Stored data entries
++++++++++

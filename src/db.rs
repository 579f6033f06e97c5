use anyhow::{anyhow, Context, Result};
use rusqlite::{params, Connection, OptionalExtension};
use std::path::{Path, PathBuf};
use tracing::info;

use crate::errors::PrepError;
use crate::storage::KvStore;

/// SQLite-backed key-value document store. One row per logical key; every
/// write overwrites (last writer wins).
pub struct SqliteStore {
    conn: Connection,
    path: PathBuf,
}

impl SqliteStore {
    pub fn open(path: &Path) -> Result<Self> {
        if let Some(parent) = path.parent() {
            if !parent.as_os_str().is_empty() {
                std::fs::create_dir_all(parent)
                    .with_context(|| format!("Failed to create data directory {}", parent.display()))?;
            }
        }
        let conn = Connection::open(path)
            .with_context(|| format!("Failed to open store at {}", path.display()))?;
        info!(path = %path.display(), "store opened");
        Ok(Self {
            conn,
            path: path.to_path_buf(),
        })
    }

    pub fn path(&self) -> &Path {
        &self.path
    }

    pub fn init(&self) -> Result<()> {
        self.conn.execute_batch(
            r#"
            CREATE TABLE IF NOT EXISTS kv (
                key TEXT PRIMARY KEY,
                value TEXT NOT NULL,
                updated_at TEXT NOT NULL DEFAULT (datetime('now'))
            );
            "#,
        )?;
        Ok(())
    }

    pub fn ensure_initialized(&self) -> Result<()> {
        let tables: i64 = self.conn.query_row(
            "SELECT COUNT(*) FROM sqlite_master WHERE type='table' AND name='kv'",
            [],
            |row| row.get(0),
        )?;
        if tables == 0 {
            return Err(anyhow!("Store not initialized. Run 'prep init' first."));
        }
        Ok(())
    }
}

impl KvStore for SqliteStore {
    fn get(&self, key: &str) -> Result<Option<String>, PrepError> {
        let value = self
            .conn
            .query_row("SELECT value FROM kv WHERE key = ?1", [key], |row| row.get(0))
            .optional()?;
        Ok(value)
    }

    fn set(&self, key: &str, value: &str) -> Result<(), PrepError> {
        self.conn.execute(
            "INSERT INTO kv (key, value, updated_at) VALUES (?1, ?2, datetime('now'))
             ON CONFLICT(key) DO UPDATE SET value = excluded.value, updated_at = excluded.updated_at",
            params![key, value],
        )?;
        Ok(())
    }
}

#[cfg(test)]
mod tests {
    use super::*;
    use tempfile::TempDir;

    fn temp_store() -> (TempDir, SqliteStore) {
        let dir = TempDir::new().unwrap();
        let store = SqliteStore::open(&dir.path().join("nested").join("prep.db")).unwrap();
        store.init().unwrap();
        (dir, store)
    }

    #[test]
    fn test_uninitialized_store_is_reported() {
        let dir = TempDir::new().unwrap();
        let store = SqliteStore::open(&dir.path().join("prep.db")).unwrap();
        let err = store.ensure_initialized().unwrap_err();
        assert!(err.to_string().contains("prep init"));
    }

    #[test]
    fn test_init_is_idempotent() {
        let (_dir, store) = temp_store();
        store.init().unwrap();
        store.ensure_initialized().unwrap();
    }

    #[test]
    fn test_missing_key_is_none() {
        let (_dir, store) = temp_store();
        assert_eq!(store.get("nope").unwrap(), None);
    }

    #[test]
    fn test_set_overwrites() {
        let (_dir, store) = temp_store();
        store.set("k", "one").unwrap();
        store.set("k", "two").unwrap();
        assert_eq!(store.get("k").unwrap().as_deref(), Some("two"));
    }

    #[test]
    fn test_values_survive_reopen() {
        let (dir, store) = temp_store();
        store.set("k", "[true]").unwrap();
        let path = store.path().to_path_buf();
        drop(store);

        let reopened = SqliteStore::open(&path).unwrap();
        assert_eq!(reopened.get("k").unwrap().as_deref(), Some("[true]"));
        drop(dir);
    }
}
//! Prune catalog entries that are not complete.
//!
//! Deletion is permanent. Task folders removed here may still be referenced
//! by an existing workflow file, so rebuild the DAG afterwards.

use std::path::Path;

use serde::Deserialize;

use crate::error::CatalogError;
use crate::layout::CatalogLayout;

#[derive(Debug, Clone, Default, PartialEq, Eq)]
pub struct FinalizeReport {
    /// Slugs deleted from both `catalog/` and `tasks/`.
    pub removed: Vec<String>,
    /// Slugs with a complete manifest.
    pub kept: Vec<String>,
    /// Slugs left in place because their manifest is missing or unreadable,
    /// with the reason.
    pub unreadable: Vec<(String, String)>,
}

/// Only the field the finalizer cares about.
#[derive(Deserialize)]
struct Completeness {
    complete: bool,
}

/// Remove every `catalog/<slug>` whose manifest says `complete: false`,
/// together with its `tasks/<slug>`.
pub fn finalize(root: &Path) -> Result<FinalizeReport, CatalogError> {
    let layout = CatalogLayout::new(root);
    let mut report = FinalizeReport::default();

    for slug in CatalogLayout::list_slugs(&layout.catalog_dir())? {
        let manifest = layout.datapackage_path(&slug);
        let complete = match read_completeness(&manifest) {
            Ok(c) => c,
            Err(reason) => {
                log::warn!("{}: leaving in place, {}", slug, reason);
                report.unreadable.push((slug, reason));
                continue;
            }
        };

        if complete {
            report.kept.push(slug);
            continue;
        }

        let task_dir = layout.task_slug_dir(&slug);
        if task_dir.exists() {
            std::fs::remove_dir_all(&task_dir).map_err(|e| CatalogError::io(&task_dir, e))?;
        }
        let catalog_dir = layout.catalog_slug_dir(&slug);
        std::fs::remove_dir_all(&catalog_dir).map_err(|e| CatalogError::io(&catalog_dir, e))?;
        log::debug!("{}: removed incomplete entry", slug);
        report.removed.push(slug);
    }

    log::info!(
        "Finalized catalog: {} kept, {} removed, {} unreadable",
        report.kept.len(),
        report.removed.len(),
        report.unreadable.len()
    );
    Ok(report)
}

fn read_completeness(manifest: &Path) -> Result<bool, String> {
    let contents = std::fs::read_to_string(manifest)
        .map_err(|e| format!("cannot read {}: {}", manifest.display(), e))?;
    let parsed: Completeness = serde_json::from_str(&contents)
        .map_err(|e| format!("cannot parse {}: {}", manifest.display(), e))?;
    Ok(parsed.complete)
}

++++++++++

| ASSIGNMENT |
Beginning at the first line of the records, give again each line exactly as written, ending with the line that contains "use crate::storage::KvStore;".

| YOUR RESPONSE |
filename src/db.rs
repository 579f6033f06e97c5
use anyhow::{anyhow, Context, Result};
use rusqlite::{params, Connection, OptionalExtension};
use std::path::{Path, PathBuf};
use tracing::info;

use crate::errors::PrepError;
use crate::storage::KvStore;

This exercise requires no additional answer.